Collected data entries:

* * * * * * * * *

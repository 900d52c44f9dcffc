use std::{net::SocketAddr, path::PathBuf, sync::Arc};

use axum::{
    extract::State,
    middleware,
    routing::{get, MethodRouter},
    Extension, Router,
};
use clap::Parser;
use shared::error::WebtoolsError;
use tower_http::{services::ServeDir, trace::TraceLayer};
use tracing::info;
use tracing_subscriber::EnvFilter;
use webtools_api::{
    NoopCustomizer, PageContext, PageCustomizer, RequestInitializer, Resources, RouteTable,
    StaticUrl, StaticVersion, WebtoolsConfig,
};

mod app_state;
mod bundles;
mod config;
mod pages;
mod setup;

use app_state::AppState;
use bundles::ResourceFiles;
use config::{load_settings, Settings, DEFAULT_CONFIG_PATH};

#[derive(Parser, Debug)]
#[command(name = "webtools-server", about = "Serves the WebTools admin dashboard")]
struct Cli {
    /// Settings file; missing files are ignored.
    #[arg(long, default_value = DEFAULT_CONFIG_PATH)]
    config: PathBuf,
    /// Overrides the configured bind address.
    #[arg(long)]
    bind: Option<String>,
}

#[tokio::main]
async fn main() -> anyhow::Result<()> {
    tracing_subscriber::fmt()
        .with_env_filter(EnvFilter::try_from_default_env().unwrap_or_else(|_| "info".into()))
        .init();

    let cli = Cli::parse();
    let mut settings = load_settings(&cli.config)?;
    if let Some(bind) = cli.bind {
        settings.server_bind = bind;
    }

    let state = build_state(&settings, Box::new(NoopCustomizer))?;
    let app = build_router(Arc::new(state));

    let addr: SocketAddr = settings.server_bind.parse()?;
    info!(%addr, base_uri = %settings.base_uri, "webtools listening");
    let listener = tokio::net::TcpListener::bind(addr).await?;
    axum::serve(listener, app.layer(TraceLayer::new_for_http())).await?;
    Ok(())
}

fn build_state(
    settings: &Settings,
    customizer: Box<dyn PageCustomizer>,
) -> Result<AppState, WebtoolsError> {
    let config = WebtoolsConfig::from_providers(
        &StaticVersion(settings.tool_version.clone()),
        &StaticVersion(settings.framework_version.clone()),
        &StaticUrl(settings.base_uri.clone()),
        Resources::new(settings.resources_uri.clone()),
    );

    let initializer = RequestInitializer::new(config);

    let resources = settings
        .resources_dir
        .as_deref()
        .and_then(|dir| ResourceFiles::new(&settings.resources_uri, dir));
    let bundles = match &resources {
        Some(_) => {
            let mut page = PageContext::new();
            initializer.initialize(&mut page, customizer.as_ref())?;
            bundles::bundle_routes(&page.assets)
        }
        None => Vec::new(),
    };

    Ok(AppState {
        initializer,
        customizer,
        routes: route_table()?,
        resources,
        bundles,
    })
}

/// Dashboard pages. Every request to one of these runs the shared page setup first.
fn page_routes() -> Vec<(&'static str, MethodRouter<Arc<AppState>>)> {
    vec![
        ("/", get(pages::dashboard)),
        ("/info", get(pages::info)),
        ("/back", get(pages::back)),
        ("/home", get(pages::home)),
    ]
}

fn route_table() -> Result<RouteTable, WebtoolsError> {
    let mut routes = RouteTable::new();
    for (path, _) in page_routes() {
        routes.insert(path)?;
    }
    routes.insert("/healthz")?;
    Ok(routes)
}

fn build_router(state: Arc<AppState>) -> Router {
    let pages = page_routes()
        .into_iter()
        .fold(Router::new(), |router, (path, handler)| {
            router.route(path, handler)
        });
    let pages = state
        .bundles
        .iter()
        .fold(pages, |router, bundle| {
            let route = bundle.route.clone();
            let bundle = bundle.clone();
            router.route(
                &route,
                get(
                    move |State(state): State<Arc<AppState>>,
                          Extension(page): Extension<PageContext>| {
                        bundles::serve_bundle(state, page, bundle.clone())
                    },
                ),
            )
        })
        .route_layer(middleware::from_fn_with_state(
            state.clone(),
            setup::setup_page,
        ));

    let mut app = Router::new().route("/healthz", get(healthz)).merge(pages);
    if let Some(files) = &state.resources {
        info!(mount = %files.mount(), dir = %files.dir().display(), "serving resources");
        app = app.nest_service(files.mount(), ServeDir::new(files.dir()));
    }
    app.with_state(state)
}

async fn healthz() -> &'static str {
    "ok"
}

#[cfg(test)]
#[path = "tests/main_tests.rs"]
mod tests;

* * * * * * * * *

Your assignment:
Exactly as they appear above, copy out all the records.

Problem solution:
repository 900d52c44f9dcffc
use std::{net::SocketAddr, path::PathBuf, sync::Arc};

use axum::{
    extract::State,
    middleware,
    routing::{get, MethodRouter},
    Extension, Router,
};
use clap::Parser;
use shared::error::WebtoolsError;
use tower_http::{services::ServeDir, trace::TraceLayer};
use tracing::info;
use tracing_subscriber::EnvFilter;
use webtools_api::{
    NoopCustomizer, PageContext, PageCustomizer, RequestInitializer, Resources, RouteTable,
    StaticUrl, StaticVersion, WebtoolsConfig,
};

mod app_state;
mod bundles;
mod config;
mod pages;
mod setup;

use app_state::AppState;
use bundles::ResourceFiles;
use config::{load_settings, Settings, DEFAULT_CONFIG_PATH};

#[derive(Parser, Debug)]
#[command(name = "webtools-server", about = "Serves the WebTools admin dashboard")]
struct Cli {
    /// Settings file; missing files are ignored.
    #[arg(long, default_value = DEFAULT_CONFIG_PATH)]
    config: PathBuf,
    /// Overrides the configured bind address.
    #[arg(long)]
    bind: Option<String>,
}

#[tokio::main]
async fn main() -> anyhow::Result<()> {
    tracing_subscriber::fmt()
        .with_env_filter(EnvFilter::try_from_default_env().unwrap_or_else(|_| "info".into()))
        .init();

    let cli = Cli::parse();
    let mut settings = load_settings(&cli.config)?;
    if let Some(bind) = cli.bind {
        settings.server_bind = bind;
    }

    let state = build_state(&settings, Box::new(NoopCustomizer))?;
    let app = build_router(Arc::new(state));

    let addr: SocketAddr = settings.server_bind.parse()?;
    info!(%addr, base_uri = %settings.base_uri, "webtools listening");
    let listener = tokio::net::TcpListener::bind(addr).await?;
    axum::serve(listener, app.layer(TraceLayer::new_for_http())).await?;
    Ok(())
}

fn build_state(
    settings: &Settings,
    customizer: Box<dyn PageCustomizer>,
) -> Result<AppState, WebtoolsError> {
    let config = WebtoolsConfig::from_providers(
        &StaticVersion(settings.tool_version.clone()),
        &StaticVersion(settings.framework_version.clone()),
        &StaticUrl(settings.base_uri.clone()),
        Resources::new(settings.resources_uri.clone()),
    );

    let initializer = RequestInitializer::new(config);

    let resources = settings
        .resources_dir
        .as_deref()
        .and_then(|dir| ResourceFiles::new(&settings.resources_uri, dir));
    let bundles = match &resources {
        Some(_) => {
            let mut page = PageContext::new();
            initializer.initialize(&mut page, customizer.as_ref())?;
            bundles::bundle_routes(&page.assets)
        }
        None => Vec::new(),
    };

    Ok(AppState {
        initializer,
        customizer,
        routes: route_table()?,
        resources,
        bundles,
    })
}

/// Dashboard pages. Every request to one of these runs the shared page setup first.
fn page_routes() -> Vec<(&'static str, MethodRouter<Arc<AppState>>)> {
    vec![
        ("/", get(pages::dashboard)),
        ("/info", get(pages::info)),
        ("/back", get(pages::back)),
        ("/home", get(pages::home)),
    ]
}

fn route_table() -> Result<RouteTable, WebtoolsError> {
    let mut routes = RouteTable::new();
    for (path, _) in page_routes() {
        routes.insert(path)?;
    }
    routes.insert("/healthz")?;
    Ok(routes)
}

fn build_router(state: Arc<AppState>) -> Router {
    let pages = page_routes()
        .into_iter()
        .fold(Router::new(), |router, (path, handler)| {
            router.route(path, handler)
        });
    let pages = state
        .bundles
        .iter()
        .fold(pages, |router, bundle| {
            let route = bundle.route.clone();
            let bundle = bundle.clone();
            router.route(
                &route,
                get(
                    move |State(state): State<Arc<AppState>>,
                          Extension(page): Extension<PageContext>| {
                        bundles::serve_bundle(state, page, bundle.clone())
                    },
                ),
            )
        })
        .route_layer(middleware::from_fn_with_state(
            state.clone(),
            setup::setup_page,
        ));

    let mut app = Router::new().route("/healthz", get(healthz)).merge(pages);
    if let Some(files) = &state.resources {
        info!(mount = %files.mount(), dir = %files.dir().display(), "serving resources");
        app = app.nest_service(files.mount(), ServeDir::new(files.dir()));
    }
    app.with_state(state)
}

async fn healthz() -> &'static str {
    "ok"
}

#[cfg(test)]
#[path = "tests/main_tests.rs"]
mod tests;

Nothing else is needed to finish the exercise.